As Washington's Chris Webber puts it: "Trouble looks for us every day. Every second of the day, trouble looks for us."

So, hiring an ex-cop or ex-FBI agent to keep overzealous fans at bay seems like a plausible solution. The player enjoys his night out, owners get to sleep a little better and agents don't have to worry as much about their clients' extracurricular activities ruining their marketing image.

"One of the reasons why they hire us is that they want to go anywhere they want without feeling inhibited to go out to different places," said one bodyguard, who requested anonymity for his client's safety.

"A lot of professional athletes who hire security have their own reasons," the bodyguard said. "It might be as simple as having a buffer when they go out to eat or when they go out with their family and they don't want to be bothered by signing autographs or pictures."

For the most part, athletes feel that approximately 90 to 95 percent of the public is harmless. Yet, there is still that small percentage that remains and must be dealt with.
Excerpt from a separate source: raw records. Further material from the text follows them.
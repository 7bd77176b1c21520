//! Service Configuration
//!
//! Loads the document store credentials and network settings once at startup.
//! Business logic never reads the environment directly; everything it needs
//! arrives through this struct.

use anyhow::{Context, Result, bail};
use std::net::SocketAddr;

/// Default base URL of the external document store API.
pub const DEFAULT_API_BASE: &str = "https://api.jsonbin.io/v3/b";

/// Credentials and endpoint for the external document store.
///
/// Constructed once in `main` and shared with the store client behind an
/// `Arc`. The master key authorizes both reads and writes against the bin;
/// it must never appear in logs or responses.
#[derive(Clone)]
pub struct StoreConfig {
    pub master_key: String,
    pub bin_id: String,
    pub api_base: String,
}

impl StoreConfig {
    pub fn new(master_key: String, bin_id: String, api_base: String) -> Self {
        Self {
            master_key,
            bin_id,
            api_base: api_base.trim_end_matches('/').to_string(),
        }
    }

    /// Reads the store configuration from the environment.
    ///
    /// `LEADERBOARD_MASTER_KEY` and `LEADERBOARD_BIN_ID` are required; an
    /// absent or empty value aborts startup rather than failing on the first
    /// request. `LEADERBOARD_API_BASE` is optional and mainly useful for
    /// pointing the client at a test server.
    pub fn from_env() -> Result<Self> {
        let master_key = std::env::var("LEADERBOARD_MASTER_KEY")
            .context("LEADERBOARD_MASTER_KEY is not set")?;
        let bin_id =
            std::env::var("LEADERBOARD_BIN_ID").context("LEADERBOARD_BIN_ID is not set")?;

        if master_key.trim().is_empty() {
            bail!("LEADERBOARD_MASTER_KEY is empty");
        }
        if bin_id.trim().is_empty() {
            bail!("LEADERBOARD_BIN_ID is empty");
        }

        let api_base =
            std::env::var("LEADERBOARD_API_BASE").unwrap_or_else(|_| DEFAULT_API_BASE.to_string());

        Ok(Self::new(master_key, bin_id, api_base))
    }

    /// URL for reading the latest version of the leaderboard document.
    pub fn read_url(&self) -> String {
        format!("{}/{}/latest", self.api_base, self.bin_id)
    }

    /// URL for overwriting the leaderboard document.
    pub fn write_url(&self) -> String {
        format!("{}/{}", self.api_base, self.bin_id)
    }
}

// Debug must not leak the master key.
impl std::fmt::Debug for StoreConfig {
    fn fmt(&self, f: &mut std::fmt::Formatter<'_>) -> std::fmt::Result {
        f.debug_struct("StoreConfig")
            .field("master_key", &"<redacted>")
            .field("bin_id", &self.bin_id)
            .field("api_base", &self.api_base)
            .finish()
    }
}

/// Address the HTTP server binds to, from `LEADERBOARD_BIND`.
pub fn bind_addr_from_env() -> Result<SocketAddr> {
    let addr = std::env::var("LEADERBOARD_BIND").unwrap_or_else(|_| "127.0.0.1:3000".to_string());
    addr.parse()
        .with_context(|| format!("invalid LEADERBOARD_BIND address: {}", addr))
}

#[cfg(test)]
mod tests {
    use super::*;

    #[test]
    fn test_urls_are_built_from_base_and_bin() {
        let config = StoreConfig::new(
            "secret".to_string(),
            "bin-123".to_string(),
            "https://store.example/v3/b".to_string(),
        );

        assert_eq!(config.read_url(), "https://store.example/v3/b/bin-123/latest");
        assert_eq!(config.write_url(), "https://store.example/v3/b/bin-123");
    }

    #[test]
    fn test_trailing_slash_in_base_is_trimmed() {
        let config = StoreConfig::new(
            "secret".to_string(),
            "bin-123".to_string(),
            "https://store.example/v3/b/".to_string(),
        );

        assert_eq!(config.write_url(), "https://store.example/v3/b/bin-123");
    }

    #[test]
    fn test_debug_redacts_master_key() {
        let config = StoreConfig::new(
            "super-secret-key".to_string(),
            "bin-123".to_string(),
            DEFAULT_API_BASE.to_string(),
        );

        let printed = format!("{:?}", config);
        assert!(!printed.contains("super-secret-key"));
        assert!(printed.contains("<redacted>"));
    }
}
Washington's Rod Strickland, 31, knows all too well about getting into trouble. Like Barkley, he's had one too many scuffles. As of now, the 6-3 guard, born and raised in the Bronx, doesn't employ bodyguards. He, like many players in the league, prefers the company of longtime friends or "boys."

"Not that (having bodyguards) isn't a bad idea," said Strickland, who recently did some Christmas shopping, unnoticed, at a crowded Washington mall with a few friends.

"I don't want to go into specifics, but there's been plenty of times when guys try you out at parties. I've been at restaurants where people approached me and said some things to me. And sometimes, just like a regular person, you react to it. Then later on you say, `Man, I should have just not have said anything.' But it's not always that easy.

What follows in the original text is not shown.